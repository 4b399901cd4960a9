//! Session domain module.
//!
//! # Module Structure
//!
//! - `model`: the per-client `Session` aggregate and its invariant-preserving mutators
//! - `message`: transcript message types (`MessageRole`, `ConversationMessage`)

mod message;
mod model;

pub use message::{ConversationMessage, MessageRole};
pub use model::Session;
------
**Task goal:**
Find the string "model" in the records, then copy each line where it occurs.

**Task output:**
//! - `model`: the per-client `Session` aggregate and its invariant-preserving mutators
mod model;
pub use model::Session;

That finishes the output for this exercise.